_GOAL OF THE EXERCISE_
Of the lines below, report only those that contain "DeviceError".

_DATA SUPPLIED_
= Beginning of Section =
#[async_trait]
impl Axis for DummyAxis {
    async fn pos(&self) -> DeviceResult<f64> {
        Ok(self.motion.lock().position())
    }

    async fn goto(&self, target: f64) -> DeviceResult<()> {
        if !target.is_finite() {
            return Err(DeviceError::Rejected(format!("target {target} is not finite")));
        }
        let speed = self.speed();
        {
            let mut motion = self.motion.lock();
            let from = motion.position();
            *motion = Motion {
                from,
                to: target,
                started: Instant::now(),
                duration: Duration::from_secs_f64((target - from).abs() / speed),
            };
        }
        self.history.lock().push(target);
        self.properties
            .set_value("position", target.to_string())
            .map_err(|e| DeviceError::Rejected(e.to_string()))?;
        Ok(())
    }

    async fn is_moving(&self) -> DeviceResult<bool> {
        Ok(self.motion.lock().is_moving())
    }
}

// =============================================================================
// DummyValve
// =============================================================================

/// Setpoint actuator (flow valve, mirror mount) that settles instantly.
pub struct DummyValve {
    properties: PropertySet,
    setpoint: Mutex<f64>,
    history: Mutex<Vec<f64>>,
}

impl DummyValve {
    /// Valve at setpoint 0.
    pub fn new() -> AppResult<Self> {
        let properties = PropertySet::from_specs(vec![
            PropertySpec::new("Valve", PropertyKind::Label, ""),
            PropertySpec::new("Position", PropertyKind::Input, "0").info("float"),
            PropertySpec::new("Speed", PropertyKind::Choice, 0).choices(["fast", "slow"]),
        ])?;
        Ok(Self {
            properties,
            setpoint: Mutex::new(0.0),
            history: Mutex::new(Vec::new()),
        })
    }

    /// Every setpoint commanded so far, in order.
    pub fn goto_history(&self) -> Vec<f64> {
        self.history.lock().clone()
    }
}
= End of Section =
_EXERCISE ANSWER_
            return Err(DeviceError::Rejected(format!("target {target} is not finite")));
            .map_err(|e| DeviceError::Rejected(e.to_string()))?;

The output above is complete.